Whatever. She dons her most inappropriate top and skinny jeans and heads on out to Sydney Harbour. Again. Because Bachie cannot possibly undertake dating activities that aren’t in the vicinity of water or harbours.

Woody meets her at the pier and tells her he’s had this super special date saved just for her and it had nothing to do with the producers. He also tells her that he loves the fact that she hasn’t asked him to do anything for her or made him feel bad about dating her 15 housemates. What a gal!

 

nina excited

I LOVE climbing things!

 

As it turns out, this super special date Woody definitely planned himself is a Harbour Bridge Climb. You know the thing that 150 tourists do every day? Yeah that. Nina tells him he is “craaaaazy!” People in glass houses, babe…

While they climb the steps of the bridge, Woody admits that apart from women who might make him feel bad about stuff, he is also terrified of heights. It is v v romantic.

Thank GAWD Osher is at the top to try and inject some form of excitement into this date. No big deal guys, he’s just been waiting up here all morning. #commitment.

With his glorious weave flapping in the smog-filled breeze, Osher explains that they are going to break a world record: The longest televised kiss on top of the Harbour Bridge! WHAT ARE THE CHANCES?! THIS WAS DEFINITELY NOT DONE FOR PUBLICITY! THIS IS THE MOST ROMANTIC THING EVER!

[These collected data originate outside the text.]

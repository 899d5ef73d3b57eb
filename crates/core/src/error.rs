//! Domain error model.

use serde::{Deserialize, Serialize};
use thiserror::Error;

/// Result type used across the domain layer.
pub type DomainResult<T> = Result<T, DomainError>;

/// A single field-level validation failure (blocks submit).
///
/// `field` is a path such as `header.warehouse_code` or `lines[2].qty_planned`.
#[derive(Debug, Clone, PartialEq, Eq, Serialize, Deserialize)]
pub struct FieldViolation {
    pub field: String,
    pub message: String,
}

impl FieldViolation {
    pub fn new(field: impl Into<String>, message: impl Into<String>) -> Self {
        Self {
            field: field.into(),
            message: message.into(),
        }
    }
}

impl core::fmt::Display for FieldViolation {
    fn fmt(&self, f: &mut core::fmt::Formatter<'_>) -> core::fmt::Result {
        write!(f, "{}: {}", self.field, self.message)
    }
}

/// Domain-level error.
///
/// Keep this focused on deterministic, business/domain failures (validation,
/// guards, invariants, conflicts). Ledger and storage failures belong to the
/// crates that talk to those collaborators.
#[derive(Debug, Error, Clone, PartialEq, Eq)]
pub enum DomainError {
    /// A value failed validation (e.g. malformed input).
    #[error("validation failed: {0}")]
    Validation(String),

    /// One or more fields failed validation; the whole submit is rejected.
    #[error("validation failed: {}", join_violations(.0))]
    InvalidFields(Vec<FieldViolation>),

    /// A business rule refused the mutation (dependent usage, downstream
    /// completion, missing rejection reason).
    #[error("guard violation: {0}")]
    GuardViolation(String),

    /// The requested status edge does not exist for this document kind.
    #[error("invalid transition for {kind}: {from} -> {to}")]
    InvalidTransition {
        kind: String,
        from: String,
        to: String,
    },

    /// A domain invariant was violated.
    #[error("invariant violated: {0}")]
    InvariantViolation(String),

    /// An identifier was invalid (e.g. parse failure).
    #[error("invalid identifier: {0}")]
    InvalidId(String),

    /// A requested resource was not found (domain-level).
    #[error("not found")]
    NotFound,

    /// A conflict occurred (e.g. document already exists).
    #[error("conflict: {0}")]
    Conflict(String),
}

fn join_violations(violations: &[FieldViolation]) -> String {
    violations
        .iter()
        .map(ToString::to_string)
        .collect::<Vec<_>>()
        .join("; ")
}

impl DomainError {
    pub fn validation(msg: impl Into<String>) -> Self {
        Self::Validation(msg.into())
    }

    pub fn guard(msg: impl Into<String>) -> Self {
        Self::GuardViolation(msg.into())
    }

    pub fn invariant(msg: impl Into<String>) -> Self {
        Self::InvariantViolation(msg.into())
    }

    pub fn invalid_id(msg: impl Into<String>) -> Self {
        Self::InvalidId(msg.into())
    }

    pub fn conflict(msg: impl Into<String>) -> Self {
        Self::Conflict(msg.into())
    }

    pub fn not_found() -> Self {
        Self::NotFound
    }

    /// Collapse a list of violations into an error, or `Ok` when empty.
    pub fn from_violations(violations: Vec<FieldViolation>) -> DomainResult<()> {
        if violations.is_empty() {
            Ok(())
        } else {
            Err(Self::InvalidFields(violations))
        }
    }
}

They waste no time getting right down to business.

Guys, I really don’t know what my brain was doing, but I honestly didn’t think they would literally show the entire 4 minutes of sucking face. How wrong I was. You could see the shame in Osher’s eyes as he commentated the whole thing (as in, he shouted numbers at them).

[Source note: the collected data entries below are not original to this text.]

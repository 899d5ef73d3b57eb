//! Event publishing/subscription abstraction (mechanics only).
//!
//! The bus distributes events that were already stored with their document.
//! Delivery is at-least-once and consumers must tolerate duplicates; the
//! document store stays the source of truth.

use std::sync::Arc;
use std::sync::mpsc::Receiver;

/// A subscription to the bus. Each subscriber receives every published message.
#[derive(Debug)]
pub struct Subscription<M> {
    receiver: Receiver<M>,
}

impl<M> Subscription<M> {
    pub fn new(receiver: Receiver<M>) -> Self {
        Self { receiver }
    }

    /// Try to receive a message without blocking.
    pub fn try_recv(&self) -> Result<M, std::sync::mpsc::TryRecvError> {
        self.receiver.try_recv()
    }

    /// Drain everything currently queued without blocking.
    pub fn drain(&self) -> Vec<M> {
        self.receiver.try_iter().collect()
    }
}

/// Transport-agnostic pub/sub contract.
///
/// `publish()` may fail; since the document is stored first, the caller can
/// retry publication without repeating the change.
pub trait EventBus<M>: Send + Sync {
    type Error: core::fmt::Debug + Send + Sync + 'static;

    fn publish(&self, message: M) -> Result<(), Self::Error>;

    fn subscribe(&self) -> Subscription<M>;
}

impl<M, B> EventBus<M> for Arc<B>
where
    B: EventBus<M> + ?Sized,
{
    type Error = B::Error;

    fn publish(&self, message: M) -> Result<(), Self::Error> {
        (**self).publish(message)
    }

    fn subscribe(&self) -> Subscription<M> {
        (**self).subscribe()
    }
}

I salute you, Sir Gunsberg.

All I could think about for that 4 minutes was whether or not they’d brushed their teeth.

 

britney

 

Meanwhile, back in the Formal Dining Room, Bitch Face Emily is talking with…someone about the possibility of Woody sucking face with Nina. While we are shown Woody sucking face with Nina. Romance.

are they kissing

They are definitely not kissing.

After the longest 4 minutes of my life is over, the two of them go back to a random Harbour-side apartment to sit amongst red and white cushions and talk about feelings. Nina gets a rose. And hopefully some Vaseline for that mean pash rash she must have now. Yowzers.

Nina returns home and tells everyone about her record-breaking date.

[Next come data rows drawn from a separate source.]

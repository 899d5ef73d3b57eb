//! Aggregate traits shared by the warehouse document model.

use crate::error::{DomainError, DomainResult};

/// Aggregate root: identity plus a version that moves with every applied change.
pub trait AggregateRoot {
    type Id: Clone + Eq + core::hash::Hash + core::fmt::Debug;

    fn id(&self) -> &Self::Id;

    /// Number of changes applied so far. Stores use it for optimistic checks.
    fn version(&self) -> u64;
}

/// Optimistic concurrency expectation when saving an aggregate.
#[derive(Debug, Copy, Clone, PartialEq, Eq)]
pub enum ExpectedVersion {
    /// Skip version checking (first save, migrations).
    Any,
    /// Require the stored aggregate to be at an exact version.
    Exact(u64),
}

impl ExpectedVersion {
    pub fn matches(self, actual: u64) -> bool {
        match self {
            ExpectedVersion::Any => true,
            ExpectedVersion::Exact(v) => v == actual,
        }
    }

    pub fn check(self, actual: u64) -> DomainResult<()> {
        if self.matches(actual) {
            Ok(())
        } else {
            Err(DomainError::conflict(format!(
                "stale document (expected: {self:?}, actual: {actual})"
            )))
        }
    }
}

/// Decide/evolve split for aggregates.
///
/// - `handle(&self, cmd)` validates and returns the events a command produces.
/// - `apply(&mut self, event)` evolves state from one event.
///
/// Neither side performs IO. Ledger reads needed by a decision are resolved by
/// the caller and passed in on the command.
pub trait Aggregate: AggregateRoot {
    type Command: Clone + core::fmt::Debug;
    type Event: Clone + core::fmt::Debug;
    type Error: core::fmt::Debug;

    fn apply(&mut self, event: &Self::Event);

    fn handle(&self, command: &Self::Command) -> Result<Vec<Self::Event>, Self::Error>;
}
//! Append-only event store boundary.
//!
//! Documents are stored as event streams keyed by document number and
//! rehydrated on load.

pub mod in_memory;
pub mod r#trait;

pub use in_memory::InMemoryEventStore;
pub use r#trait::{EventStore, EventStoreError, StoredEvent, UncommittedEvent};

Not So Cool Girl Heather’s face is EVERYTHING.

 

heather unsure

I’m cool with this…

heather shock

I will cut a bitch.

GROUP DATE!

Guys, it was only a matter of time before competitive sports were introduced. And this season it appears to be Bubble Soccer i.e. a game where bitches wear short shorts and try and look dignified while running around in an inflatable bubble. I mean, it is definitely the way I plan to bag my future husband.

Craylor Swift is off chops about it. I legit fear for her vocal chords.

Woody referees this complete dedication to gender equality and my boobs hurt just watching it.

Back at the mansion, the other bitches are sitting around baking. For realz. Proving once again that if you aren’t playing competitive sports in your underwear, you must be baking things. #feminism.

soccer teams

Something about Wood and balls.

The green team win and for their efforts are gifted with a Mexican fiesta with Woody aboard a boat. Because water.

Sandra’s extreme commitment to the game and ability to scream things gets her some alone time with Bachie and you just KNOW this is the end. I mean, it’s no secret that the producers have kept her around because she makes better television than a drunk Karl Stefanovic, but I am suddenly feeling really sad. The whole exchange between her and Woody went something like this:

W: You’re really competitive.

S: OMG YESSS!! HAHAHA I LOVE SPORTS AND BALLS!

W: Yeah, we…

S: I MEAN IT WAS SO MUCH FUN I CAN’T EVEN TELL YOU *inaudible laughing/screaming*

W: Do you li…

S: ARE YOU GOING TO EAT THAT ENCHILADA? I LOVE PINATAS!! HAHAHA OMG THIS IS THE BEST! *inaudible laughing/screaming*

Bye bye Sandra. I miss you already.

The other bitches sit out on deck eating Mexican food and looking generally pissed off. I mean, take away the whole “boat” thing and you’ve got any other Friday night.

Later on at the Rose Ceremony, Sandra tells us that her chat with Woody went roily roily well and she expects a rose tonight. Baaaaaabe…..

Bitch Face Emily is in premium hater mode and hates on everyone along with her side-kick, Fire Hazard. BFE makes it clear she will not be approaching Sam any time soon and will continue to sit in her Sour Puss Tower and await his invitation to a day spa.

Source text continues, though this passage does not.